Não pude me despedir, nem abraçar aqueles e aquelas para quem essas pessoas eram importantes demais para serem resumidas a um número, no último jornal da noite. Não pude ritualizar suas passagens, dizer um até depois. Suas mães, seus pais, seus amigos mais queridos não puderam se abraçar em conforto. E isso nem deveria ser permitido, de tão cruel: a gente não enterrando os nossos mortos.
Se foi, entre a terça e quarta-feira, um pedaço da minha esperança de que chegaríamos ao outro lado disso tudo sendo um pouco melhores, como pessoas e como sociedade. Um pouco mais unida, talvez. Mais solidária, certeza. Menos indiferentes com a dor e o sofrimento de quem se senta ao nosso lado nos ônibus das primeiras horas da manhã. Mas, não.
Perdemos para a covid-19, e para a absoluta falta de um plano minimamente decente e humano de cuidado coletivo, um irmão, uma irmã, a cada 45 segundos. E ainda existe quem relativize o auge do inacreditável. (Quarenta e cinco segundos.) Quem desdenhe deste número. Quem diga que ele faz parte de uma mentira, uma invenção, uma história contada por quem quer espalhar o caos no país. Cabe perguntar a quem pensa assim o que ela entende como caos para além do que já estamos vivendo. Pois se existe mais alguma coisa depois deste momento, isso é a barbárie. E depois dela não existe mais nada.

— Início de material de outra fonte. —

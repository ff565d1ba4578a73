mod circle;
mod rect;

pub use circle::Circle;
pub use rect::Rectangle;

use crate::error::{OperationError, Result};
use crate::math::Vector2;

/// Overlap test between a shape and any [`Shape`].
///
/// The offset translates `self` for the duration of the test; `other` is
/// never moved. All boundaries are inclusive: touching counts as colliding.
pub trait Collide {
    /// Tests `self`, translated by `offset`, against `other`.
    fn collides_with_offset(&self, other: &Shape, offset: &Vector2) -> bool;

    /// Tests `self` against `other` at its stored position.
    fn collides_with(&self, other: &Shape) -> bool {
        self.collides_with_offset(other, &Vector2::zeros())
    }
}

/// A hitbox shape.
#[derive(Debug, Clone, Copy, PartialEq)]
pub enum Shape {
    Rectangle(Rectangle),
    Circle(Circle),
}

impl Shape {
    /// Builds a shape from a kind name and its numeric parameters, as found in
    /// untyped game data.
    ///
    /// - `"rectangle"` / `"rect"`: `[x, y, width, height]`
    /// - `"circle"`: `[x, y, radius]`
    ///
    /// # Errors
    ///
    /// Returns `OperationError::InvalidArgument` if the kind is not a known
    /// shape or the parameter count does not match it.
    pub fn from_parts(kind: &str, params: &[f64]) -> Result<Self> {
        let shape = match (kind, params) {
            ("rectangle" | "rect", &[x, y, w, h]) => Shape::Rectangle(Rectangle::new(x, y, w, h)),
            ("circle", &[x, y, r]) => Shape::Circle(Circle::new(x, y, r)),
            ("rectangle" | "rect" | "circle", _) => {
                tracing::debug!(kind, count = params.len(), "rejected shape parameters");
                return Err(OperationError::InvalidArgument(format!(
                    "{kind} does not take {} parameters",
                    params.len()
                ))
                .into());
            }
            _ => {
                tracing::debug!(kind, "rejected unknown shape kind");
                return Err(
                    OperationError::InvalidArgument(format!("unknown shape kind: {kind}")).into(),
                );
            }
        };
        Ok(shape)
    }

    /// Returns the shape's name as accepted by [`Shape::from_parts`].
    #[must_use]
    pub fn kind(&self) -> &'static str {
        match self {
            Shape::Rectangle(_) => "rectangle",
            Shape::Circle(_) => "circle",
        }
    }
}

impl Collide for Shape {
    fn collides_with_offset(&self, other: &Shape, offset: &Vector2) -> bool {
        match self {
            Shape::Rectangle(rect) => rect.collides_with_offset(other, offset),
            Shape::Circle(circle) => circle.collides_with_offset(other, offset),
        }
    }
}

impl From<Rectangle> for Shape {
    fn from(rect: Rectangle) -> Self {
        Shape::Rectangle(rect)
    }
}

impl From<Circle> for Shape {
    fn from(circle: Circle) -> Self {
        Shape::Circle(circle)
    }
}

Um ano de pandemia e somos uma sociedade em três. Ou mais, pense aí sobre isso. Uma parte busca desesperadamente maneiras de sobreviver em meio a um cenário para o qual nunca treinamos a cabeça, o corpo e o coração. Outra está se desdobrando encontrando recursos e pessoas para fazer chegar cestas básicas, kits de higiene e outras formas de cuidado. E uma terceira parte que toca normalmente a vida, reduzindo a meme ou mimimi, a dor da mãe que já enterrou duas de suas três filhas. Ou a imagem do corredor do hospital em que não cabe mais ninguém, todo mundo deitado no chão. Estamos em 2021, e há quem morra, no Brasil, por falta de oxigênio.
Me disseram essa semana que se alguém segue se sentindo bem e tranquilo neste momento do mundo, das duas uma: ou ainda não entendeu para onde estamos caminhando. Ou não se importa muito com isso. Prefiro acreditar que a maioria de nós se encaixa na primeira opção.
É que a fé nos move para a crença e o trabalho para que tudo seja diferente amanhã. E nunca precisamos tanto dela para continuarmos fazendo o que for preciso para vencer este momento difícil. Continue se cuidando atentamente. Neste nosso tempo isso é uma declaração de amor.